Interview mit Tobias Götz (Diakon und geschäftsführender Jugendreferent im evang. Jugendwerk Neuenbürg)

Im Zentrum: Die Bibel

 

 Martin Luther hatte mit einer für ihn existenziellen Frage zu kämpfen: Wie bekomme ich einen gnädigen Gott? Damit verbunden war seine ständige Angst zu versagen. Ich verbinde mit ihm die Entdeckung der Gnade Gottes, die man nicht durch einen Ablassbrief oder fromme Anstrengungen erlangt, sondern allein durch den Glauben an Jesus Christus.

Mit Luther fühle ich mich in der Frage „Wie werde ich mit meiner Schuld und den Dingen, die mir nicht gelingen, fertig?“ verbunden. Ich fühle mich ihm am nächsten in seiner Entdeckung der Gnade.

Als wesentliche Leistung von Martin Luther sehe ich seine Übersetzung der Bibel, die nun auch für das einfache Volk zugänglich war.

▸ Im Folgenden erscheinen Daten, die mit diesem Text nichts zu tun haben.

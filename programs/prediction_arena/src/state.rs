use anchor_lang::prelude::*;

use crate::errors::{ArenaError, ArenaResult};

/// A single-round prediction market
#[account]
#[derive(Default, Debug)]
pub struct Arena {
    /// Administrative authority: resolves and reconfigures the arena
    pub owner: Pubkey,
    /// Identity allowed to submit on behalf of the AI bot (default = unset)
    pub ai_bot: Pubkey,
    /// Unique arena identifier
    pub arena_id: u64,
    /// Unix timestamp: submissions close, resolution opens
    pub deadline: i64,
    /// Whether the realized value has been published
    pub resolved: bool,
    /// The realized value, only meaningful once `resolved` is set
    pub actual_value: i64,
    /// Number of predictions received
    pub prediction_count: u32,
    /// Bump seed for this arena PDA
    pub bump: u8,
}

impl Arena {
    /// discriminator(8) + pubkey(32)*2 + u64(8) + i64(8) + bool(1) + i64(8)
    /// + u32(4) + u8(1)
    pub const MAX_SIZE: usize = 8 + 32 + 32 + 8 + 8 + 1 + 8 + 4 + 1;

    /// Open the arena with the deployer as owner.
    ///
    /// Goes beyond a plain deploy: a deadline that is not in the future is
    /// refused, reusing the `set_deadline` failure `InvalidDeadline`.
    pub fn initialize(
        &mut self,
        owner: Pubkey,
        arena_id: u64,
        deadline: i64,
        now: i64,
        bump: u8,
    ) -> ArenaResult<()> {
        if deadline <= now {
            return Err(ArenaError::InvalidDeadline);
        }

        self.owner = owner;
        self.ai_bot = Pubkey::default();
        self.arena_id = arena_id;
        self.deadline = deadline;
        self.resolved = false;
        self.actual_value = 0;
        self.prediction_count = 0;
        self.bump = bump;
        Ok(())
    }

    pub fn ensure_owner(&self, caller: &Pubkey) -> ArenaResult<()> {
        if *caller != self.owner {
            return Err(ArenaError::NotOwner);
        }
        Ok(())
    }

    /// An unset AI bot matches nobody.
    pub fn ensure_ai_bot(&self, caller: &Pubkey) -> ArenaResult<()> {
        if self.ai_bot == Pubkey::default() || *caller != self.ai_bot {
            return Err(ArenaError::OnlyAIBot);
        }
        Ok(())
    }

    /// Store `value` as `participant`'s one and only prediction.
    ///
    /// `entry` is the participant's prediction account; it is written only
    /// when every precondition holds.
    pub fn record_prediction(
        &mut self,
        entry: &mut PredictionEntry,
        arena: Pubkey,
        participant: Pubkey,
        value: i64,
        ai_bot: bool,
        now: i64,
    ) -> ArenaResult<()> {
        if now >= self.deadline {
            return Err(ArenaError::DeadlinePassed);
        }
        if entry.exists {
            return Err(ArenaError::AlreadySubmitted);
        }

        entry.arena = arena;
        entry.participant = participant;
        entry.value = value;
        entry.timestamp = now;
        entry.exists = true;
        entry.ai_bot = ai_bot;

        self.prediction_count = self.prediction_count.saturating_add(1);
        Ok(())
    }

    /// Publish the realized value. Irreversible.
    pub fn resolve(&mut self, caller: &Pubkey, actual: i64, now: i64) -> ArenaResult<()> {
        self.ensure_owner(caller)?;
        if now < self.deadline {
            return Err(ArenaError::DeadlineNotReached);
        }
        if self.resolved {
            return Err(ArenaError::AlreadyResolved);
        }

        self.actual_value = actual;
        self.resolved = true;
        Ok(())
    }

    /// Resolution is checked before existence, so nothing leaks about who
    /// predicted until the arena is settled.
    pub fn abs_error(&self, entry: Option<&PredictionEntry>) -> ArenaResult<u64> {
        if !self.resolved {
            return Err(ArenaError::NotResolved);
        }
        match entry {
            Some(entry) if entry.exists => Ok(entry.value.abs_diff(self.actual_value)),
            _ => Err(ArenaError::NoPrediction),
        }
    }

    /// Best-effort status: unknown identities read as zeros.
    pub fn status_of(&self, entry: Option<&PredictionEntry>) -> PredictionStatus {
        let (value, timestamp) = match entry {
            Some(entry) if entry.exists => (entry.value, entry.timestamp),
            _ => (0, 0),
        };
        PredictionStatus {
            value,
            timestamp,
            is_resolved: self.resolved,
            actual: self.actual_value,
        }
    }

    pub fn info(&self) -> ArenaInfo {
        ArenaInfo {
            owner: self.owner,
            ai_bot: self.ai_bot,
            deadline: self.deadline,
            resolved: self.resolved,
            actual_value: self.actual_value,
            prediction_count: self.prediction_count,
        }
    }

    pub fn set_deadline(
        &mut self,
        caller: &Pubkey,
        new_deadline: i64,
        now: i64,
    ) -> ArenaResult<()> {
        self.ensure_owner(caller)?;
        if new_deadline <= now {
            return Err(ArenaError::InvalidDeadline);
        }
        self.deadline = new_deadline;
        Ok(())
    }

    pub fn set_owner(&mut self, caller: &Pubkey, new_owner: Pubkey) -> ArenaResult<()> {
        self.ensure_owner(caller)?;
        if new_owner == Pubkey::default() {
            return Err(ArenaError::InvalidOwner);
        }
        self.owner = new_owner;
        Ok(())
    }

    /// Setting the default pubkey disables the AI bot entry point.
    pub fn set_ai_bot(&mut self, caller: &Pubkey, new_ai_bot: Pubkey) -> ArenaResult<()> {
        self.ensure_owner(caller)?;
        self.ai_bot = new_ai_bot;
        Ok(())
    }
}

/// A participant's single prediction in an arena
#[account]
#[derive(Default, Debug)]
pub struct PredictionEntry {
    /// The arena this prediction belongs to
    pub arena: Pubkey,
    /// The identity that submitted it
    pub participant: Pubkey,
    /// The predicted value
    pub value: i64,
    /// Unix timestamp of submission
    pub timestamp: i64,
    /// Set once on first submission, never cleared
    pub exists: bool,
    /// Submitted through the AI bot entry point
    pub ai_bot: bool,
    /// Bump seed for this prediction PDA
    pub bump: u8,
}

impl PredictionEntry {
    /// discriminator(8) + pubkey(32)*2 + i64(8)*2 + bool(1)*2 + u8(1)
    pub const MAX_SIZE: usize = 8 + 32 + 32 + 8 + 8 + 1 + 1 + 1;
}

/// Returned by `view_status`
#[derive(AnchorSerialize, AnchorDeserialize, Clone, Copy, PartialEq, Eq, Debug)]
pub struct PredictionStatus {
    pub value: i64,
    pub timestamp: i64,
    pub is_resolved: bool,
    pub actual: i64,
}

/// Returned by `get_info`
#[derive(AnchorSerialize, AnchorDeserialize, Clone, Copy, PartialEq, Eq, Debug)]
pub struct ArenaInfo {
    pub owner: Pubkey,
    pub ai_bot: Pubkey,
    pub deadline: i64,
    pub resolved: bool,
    pub actual_value: i64,
    pub prediction_count: u32,
}
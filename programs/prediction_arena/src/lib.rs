use anchor_lang::prelude::*;

pub mod constants;
pub mod errors;
pub mod events;
pub mod instructions;
pub mod state;

use instructions::*;
use state::{ArenaInfo, PredictionStatus};

declare_id!("3ZqUeB3yX6mJ4cWf8s9kzN7vL2pHd5rTgA1oEwQxKbVn");

#[program]
pub mod prediction_arena {
    use super::*;

    /// Create an arena owned by the signer, open until `deadline`
    pub fn initialize(ctx: Context<InitializeArena>, arena_id: u64, deadline: i64) -> Result<()> {
        handle_initialize(ctx, arena_id, deadline)
    }

    /// Submit the signer's one prediction
    pub fn submit_prediction(ctx: Context<SubmitPrediction>, value: i64) -> Result<()> {
        handle_submit_prediction(ctx, value)
    }

    /// Submit the AI bot's prediction (AI bot only)
    pub fn submit_ai_bot_prediction(ctx: Context<SubmitPrediction>, value: i64) -> Result<()> {
        handle_submit_ai_bot_prediction(ctx, value)
    }

    /// Owner publishes the realized value
    pub fn resolve(ctx: Context<ResolveArena>, actual: i64) -> Result<()> {
        handle_resolve(ctx, actual)
    }

    /// |prediction - actual| for a participant, once resolved
    pub fn abs_error(ctx: Context<QueryPrediction>, participant: Pubkey) -> Result<u64> {
        handle_abs_error(ctx, participant)
    }

    /// Participant's prediction and the arena outcome; zeros if none
    pub fn view_status(
        ctx: Context<QueryPrediction>,
        participant: Pubkey,
    ) -> Result<PredictionStatus> {
        handle_view_status(ctx, participant)
    }

    /// Snapshot of the arena record
    pub fn get_info(ctx: Context<QueryArena>) -> Result<ArenaInfo> {
        handle_get_info(ctx)
    }

    /// Owner moves the deadline to a future timestamp
    pub fn set_deadline(ctx: Context<UpdateArena>, new_deadline: i64) -> Result<()> {
        handle_set_deadline(ctx, new_deadline)
    }

    /// Owner hands the arena to a new owner
    pub fn set_owner(ctx: Context<UpdateArena>, new_owner: Pubkey) -> Result<()> {
        handle_set_owner(ctx, new_owner)
    }

    /// Owner sets (or clears) the AI bot identity
    pub fn set_ai_bot(ctx: Context<UpdateArena>, new_ai_bot: Pubkey) -> Result<()> {
        handle_set_ai_bot(ctx, new_ai_bot)
    }
}
use anchor_lang::prelude::*;
use crate::constants::ARENA_SEED;
use crate::events::ArenaInitialized;
use crate::state::Arena;

#[derive(Accounts)]
#[instruction(arena_id: u64)]
pub struct InitializeArena<'info> {
    #[account(mut)]
    pub owner: Signer<'info>,

    #[account(
        init,
        payer = owner,
        space = Arena::MAX_SIZE,
        seeds = [ARENA_SEED, arena_id.to_le_bytes().as_ref()],
        bump,
    )]
    pub arena: Account<'info, Arena>,

    pub system_program: Program<'info, System>,
}

pub fn handle_initialize(ctx: Context<InitializeArena>, arena_id: u64, deadline: i64) -> Result<()> {
    let clock = Clock::get()?;
    let owner = ctx.accounts.owner.key();
    let arena_key = ctx.accounts.arena.key();

    let arena = &mut ctx.accounts.arena;
    arena.initialize(owner, arena_id, deadline, clock.unix_timestamp, ctx.bumps.arena)?;

    emit!(ArenaInitialized {
        arena: arena_key,
        owner,
        deadline,
    });

    msg!("Arena created: id={}, deadline={}", arena_id, deadline);
    Ok(())
}
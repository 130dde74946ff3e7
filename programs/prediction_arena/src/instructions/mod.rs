pub mod initialize;
pub mod submit;
pub mod resolve;
pub mod queries;
pub mod admin;

pub use initialize::*;
pub use submit::*;
pub use resolve::*;
pub use queries::*;
pub use admin::*;
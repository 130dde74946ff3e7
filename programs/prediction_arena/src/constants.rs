pub const ARENA_SEED: &[u8] = b"arena";
pub const PREDICTION_SEED: &[u8] = b"prediction";
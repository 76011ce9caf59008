// Core per-frame types shared by the effects and the host.

use glam::{Vec2, Vec4};

use crate::error::Error;

/// RGBA, premultiplied alpha, channels nominally in [0,1].
/// Effects may push channels outside that range (or to inf/NaN); only the
/// presentation step clamps.
pub type Color = Vec4;

/// Fully transparent black.
pub const TRANSPARENT: Color = Vec4::ZERO;

/// Packed pixels ready for minifb.
#[derive(Clone)]
pub struct FrameBuffer {
    pub width: usize,     // how wide the frame is on screen (pixels)
    pub height: usize,    // how tall the frame is on screen (pixels)
    pub pixels: Vec<u32>, // each entry is 0x00RRGGBB for minifb
}

impl FrameBuffer {
    pub fn new(width: usize, height: usize) -> Self {
        Self { width, height, pixels: vec![0u32; width * height] }
    }
}

/// Floating-point RGBA surface. This is what effects read from and write to.
#[derive(Clone, Debug, PartialEq)]
pub struct Canvas {
    pub width: usize,
    pub height: usize,
    pub pixels: Vec<Color>, // row-major, length = width * height
}

impl Canvas {
    /// A transparent canvas. Zero-sized canvases are rejected because every
    /// effect that normalizes by size would divide by zero on every pixel.
    pub fn new(width: usize, height: usize) -> Result<Self, Error> {
        if width == 0 || height == 0 {
            return Err(Error::InvalidSize(width, height));
        }
        Ok(Self { width, height, pixels: vec![TRANSPARENT; width * height] })
    }

    /// Canvas extent as the `size` argument effects expect.
    pub fn size(&self) -> Vec2 {
        Vec2::new(self.width as f32, self.height as f32)
    }

    #[inline]
    pub fn get(&self, x: usize, y: usize) -> Option<Color> {
        if x >= self.width || y >= self.height {
            return None;
        }
        Some(self.pixels[y * self.width + x])
    }

    #[inline]
    pub fn set(&mut self, x: usize, y: usize, color: Color) {
        if x < self.width && y < self.height {
            self.pixels[y * self.width + x] = color;
        }
    }

    pub fn same_size(&self, other: &Canvas) -> bool {
        self.width == other.width && self.height == other.height
    }
}

/// Extra arguments the host binds to effects, in their declared order.
/// Each effect reads only the fields its registry entry declares.
#[derive(Debug, Clone, Copy, PartialEq)]
pub struct EffectInputs {
    /// Seconds since the effect's epoch.
    pub time: f32,
    /// Canvas extent in pixels.
    pub size: Vec2,
    /// Most recent pointer location, same space as pixel positions.
    pub touch: Vec2,
    /// Transition progress, 0..1.
    pub amount: f32,
}

impl EffectInputs {
    /// Inputs for a canvas of `size` with the pointer resting at its centre.
    pub fn for_size(size: Vec2) -> Self {
        Self { time: 0.0, size, touch: size * 0.5, amount: 0.0 }
    }
}

#[cfg(test)]
mod tests {
    use super::*;

    #[test]
    fn zero_sized_canvas_is_rejected() {
        assert!(matches!(Canvas::new(0, 10), Err(Error::InvalidSize(0, 10))));
        assert!(matches!(Canvas::new(10, 0), Err(Error::InvalidSize(10, 0))));
    }

    #[test]
    fn get_and_set_ignore_out_of_bounds() {
        let mut canvas = Canvas::new(2, 2).unwrap();
        canvas.set(5, 5, Vec4::ONE);
        assert!(canvas.pixels.iter().all(|p| *p == TRANSPARENT));
        canvas.set(1, 0, Vec4::ONE);
        assert_eq!(canvas.get(1, 0), Some(Vec4::ONE));
        assert_eq!(canvas.get(2, 0), None);
    }

    #[test]
    fn default_touch_sits_at_centre() {
        let inputs = EffectInputs::for_size(Vec2::new(300.0, 200.0));
        assert_eq!(inputs.touch, Vec2::new(150.0, 100.0));
        assert_eq!(inputs.amount, 0.0);
    }
}
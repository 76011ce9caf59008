//! The pixel effect library.
//!
//! Every effect is a pure function invoked once per output pixel. There are
//! three call contracts:
//!
//! * **color**: `(position, color, ..) -> color`, reads only the current pixel
//! * **distortion**: `(position, ..) -> position`, the host re-samples the
//!   source at the returned position
//! * **layer**: `(position, layer, ..) -> color`, may sample the layer anywhere
//!
//! Effects hold no state, allocate nothing and never trap numeric edge cases:
//! a division by zero comes back as inf/NaN in the output.

pub mod color;
pub mod distortion;
pub mod layer;

use glam::Vec2;

use crate::sampler::Layer;
use crate::types::{Color, EffectInputs};

/// Signature shared by all color effects once bound to host inputs.
pub type ColorFn = fn(Vec2, Color, &EffectInputs) -> Color;
/// Signature shared by all distortion effects once bound to host inputs.
pub type DistortionFn = fn(Vec2, &EffectInputs) -> Vec2;
/// Signature shared by all layer effects once bound to host inputs.
pub type LayerFn = fn(Vec2, &dyn Layer, &EffectInputs) -> Color;

/// Which call contract an effect follows.
#[derive(Debug, Clone, Copy, PartialEq, Eq, Hash)]
pub enum Shape {
    Color,
    Distortion,
    Layer,
}

impl Shape {
    pub fn as_str(self) -> &'static str {
        match self {
            Shape::Color => "color",
            Shape::Distortion => "distortion",
            Shape::Layer => "layer",
        }
    }
}

impl std::fmt::Display for Shape {
    fn fmt(&self, f: &mut std::fmt::Formatter<'_>) -> std::fmt::Result {
        f.write_str(self.as_str())
    }
}

/// An effect implementation tagged with its call contract.
#[derive(Clone, Copy)]
pub enum Effect {
    Color(ColorFn),
    Distortion(DistortionFn),
    Layer(LayerFn),
}

impl Effect {
    pub fn shape(&self) -> Shape {
        match self {
            Effect::Color(_) => Shape::Color,
            Effect::Distortion(_) => Shape::Distortion,
            Effect::Layer(_) => Shape::Layer,
        }
    }
}

impl std::fmt::Debug for Effect {
    fn fmt(&self, f: &mut std::fmt::Formatter<'_>) -> std::fmt::Result {
        write!(f, "Effect::{:?}", self.shape())
    }
}
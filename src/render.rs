// Host-side dispatch: runs one effect over every pixel of a canvas, then
// composites the result for display.
//
// Pixels are independent. Rows are handed to rayon in parallel and each pixel
// only reads the (immutable) source and the shared inputs, never another
// pixel's output.

use glam::{Vec2, Vec3};
use rayon::prelude::*;

use crate::effects::Effect;
use crate::error::Error;
use crate::sampler::{CanvasLayer, Filter, Layer};
use crate::types::{Canvas, EffectInputs, FrameBuffer};

/// Position handed to effects for pixel (x, y): its centre.
#[inline]
pub fn pixel_position(x: usize, y: usize) -> Vec2 {
    Vec2::new(x as f32 + 0.5, y as f32 + 0.5)
}

/// Evaluate `effect` for every pixel of `source`, writing into `dst`.
///
/// `filter` controls how distortion and layer effects read `source`.
pub fn apply(
    effect: &Effect,
    source: &Canvas,
    inputs: &EffectInputs,
    filter: Filter,
    dst: &mut Canvas,
) -> Result<(), Error> {
    if !source.same_size(dst) {
        return Err(Error::SizeMismatch {
            src_w: source.width,
            src_h: source.height,
            dst_w: dst.width,
            dst_h: dst.height,
        });
    }
    // Fields are public, so an empty or short canvas can still be built by hand.
    let len = source.width.checked_mul(source.height).unwrap_or(0);
    if len == 0 || source.pixels.len() != len || dst.pixels.len() != len {
        return Err(Error::InvalidSize(source.width, source.height));
    }

    let width = source.width;
    let layer = CanvasLayer::new(source, filter);

    dst.pixels
        .par_chunks_mut(width)
        .enumerate()
        .for_each(|(y, row_out)| {
            let row_in = &source.pixels[y * width..(y + 1) * width];
            for (x, out) in row_out.iter_mut().enumerate() {
                let position = pixel_position(x, y);
                *out = match effect {
                    Effect::Color(f) => f(position, row_in[x], inputs),
                    Effect::Distortion(f) => layer.sample(f(position, inputs)),
                    Effect::Layer(f) => f(position, &layer, inputs),
                };
            }
        });

    Ok(())
}

/// Convenience wrapper that allocates the destination.
pub fn render(
    effect: &Effect,
    source: &Canvas,
    inputs: &EffectInputs,
    filter: Filter,
) -> Result<Canvas, Error> {
    let mut dst = Canvas::new(source.width, source.height)?;
    apply(effect, source, inputs, filter, &mut dst)?;
    Ok(dst)
}

/// Premultiplied "over" onto a solid `backdrop` (RGB in 0..1), packed for
/// the window. This is the only place non-finite channels get tamed: NaN
/// becomes 0 and everything is clamped to 0..255.
pub fn composite(canvas: &Canvas, backdrop: Vec3, fb: &mut FrameBuffer) -> Result<(), Error> {
    if canvas.width != fb.width || canvas.height != fb.height {
        return Err(Error::SizeMismatch {
            src_w: canvas.width,
            src_h: canvas.height,
            dst_w: fb.width,
            dst_h: fb.height,
        });
    }

    fb.pixels
        .par_iter_mut()
        .zip(canvas.pixels.par_iter())
        .for_each(|(out, src)| {
            let alpha = src.w.clamp(0.0, 1.0);
            let rgb = src.truncate() + backdrop * (1.0 - alpha);
            *out = pack_rgb(rgb);
        });

    Ok(())
}

/// 0..1 float RGB → 0x00RRGGBB. `as u8` saturates and maps NaN to 0.
#[inline]
pub fn pack_rgb(rgb: Vec3) -> u32 {
    let r = (rgb.x * 255.0).round() as u8 as u32;
    let g = (rgb.y * 255.0).round() as u8 as u32;
    let b = (rgb.z * 255.0).round() as u8 as u32;
    (r << 16) | (g << 8) | b
}
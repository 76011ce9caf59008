//! Color effects: `(position, color, ..) -> color`.
//!
//! None of these read neighbouring pixels.

use glam::{Vec2, Vec3};

use crate::math::{fract, manhattan_distance};
use crate::types::{Color, TRANSPARENT};

/// Side length, in pixels, of the cells `circles` tiles the canvas into.
pub const CIRCLE_CELL_SIZE: f32 = 20.0;

/// Number of wave lines `sinebow` accumulates.
pub const SINEBOW_LINES: usize = 10;

/// Returns the input color unchanged.
pub fn passthrough(_position: Vec2, color: Color) -> Color {
    color
}

/// Opaque red, keeping the original alpha.
pub fn recolor(_position: Vec2, color: Color) -> Color {
    Color::new(1.0, 0.0, 0.0, color.w)
}

/// Red with the alpha channel flipped, so transparent areas become visible.
pub fn invert_alpha(_position: Vec2, color: Color) -> Color {
    Color::new(1.0, 0.0, 0.0, 1.0 - color.w)
}

/// Red = x/y, blue = y/x.
///
/// On the x = 0 or y = 0 axes this divides by zero and the resulting
/// inf/NaN is returned as-is.
pub fn gradient(position: Vec2, color: Color) -> Color {
    Color::new(position.x / position.y, 0.0, position.y / position.x, color.w)
}

/// Hue wheel around the origin, rotating with `time`.
pub fn rainbow(position: Vec2, color: Color, time: f32) -> Color {
    let angle = position.y.atan2(position.x) + time;
    Color::new(angle.sin(), (angle + 2.0).sin(), (angle + 4.0).sin(), color.w)
}

/// Dissolve-in transition. The canvas is tiled into `CIRCLE_CELL_SIZE` cells;
/// a pixel is revealed once its distance from its cell centre plus its
/// normalized x and y drops below `amount * 3`, so the reveal sweeps from the
/// top-left corner as `amount` goes 0 → 1.
pub fn circles(position: Vec2, color: Color, size: Vec2, amount: f32) -> Color {
    let uv = position / size;
    let cell = fract(position / CIRCLE_CELL_SIZE);
    let distance = manhattan_distance(cell, Vec2::splat(0.5));

    if distance + uv.x + uv.y < amount * 3.0 {
        color
    } else {
        TRANSPARENT
    }
}

/// Ten glowing sine lines drifting over time, each with its own phase and hue.
///
/// Coordinates are mapped to -1..1 across the width and the x axis is
/// corrected for aspect ratio. Each line contributes `1 / |distance|`, so a
/// pixel sitting exactly on a line yields an infinite channel.
pub fn sinebow(position: Vec2, color: Color, size: Vec2, time: f32) -> Color {
    let aspect_ratio = size.x / size.y;
    let mut uv = (position / size.x) * 2.0 - 1.0;
    uv.x /= aspect_ratio;

    let mut wave = (uv.x + time).sin();
    wave *= wave * 50.0;

    let mut wave_color = Vec3::ZERO;
    for line in 0..SINEBOW_LINES {
        let i = line as f32;
        let luma = (1.0 / (100.0 * uv.y + wave)).abs();

        // Each line rides its own wave, offset from the previous one.
        let y = (uv.x * time.sin() + i * 0.2 + time).sin();
        uv.y += 0.05 * y;

        let hue = Vec3::new(
            (i * 0.3 + time).sin() * 0.5 + 0.5,
            (i * 0.3 + 2.0 + (time * 0.3).sin() * 2.0).sin() * 0.5 + 0.5,
            (i * 0.3 + 4.0).sin() * 0.5 + 0.5,
        );
        wave_color += hue * luma;
    }

    wave_color.extend(1.0) * color.w
}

Er hat die Bibel wieder in den Mittelpunkt gerückt. Bei einer erneuten Reformation der Kirche würde ich mir wünschen, dass die evangelische Kirche sich weniger nach dem Zeitgeist richtet, sondern sich wieder als eine Art Bibelbewegung versteht. Wie bei Martin Luther sollte die Bibel im Zentrum stehen, als das Wort Gottes, in dem er zu uns spricht und uns zeigt, wer er ist, was er möchte und was er mit uns vorhat. Mit diesem Schritt könnte die Kirche Mut schöpfen, um ein klares Profil herauszubilden, was der evangelischen Kirche an manchen Stellen fehlt.

 

Tobias Götz ist Diakon der württembergischen Landeskirche und seit 2013 geschäftsführender Jugendreferent im evangelischen Jugendwerk in Neuenbürg.